pub mod events;
pub mod health;

use axum::Router;

use crate::state::AppState;

/// Build the `/api` route tree.
///
/// ```text
/// /events                  list (GET), publish (POST)
/// /events/stats            store aggregates and bus counters
/// /events/types            event types with subscribers
/// /events/modules          module subscriptions (?module=)
/// /events/purge            retention purge (POST)
/// /events/{id}             single event
/// ```
pub fn api_routes() -> Router<AppState> {
    Router::new().nest("/events", events::router())
}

================

• _INSTRUCTIONS TO FOLLOW_: For the material above, how many lines contain the word "Router"? Only the number should be given.

• _YOUR RESPONSE_: 3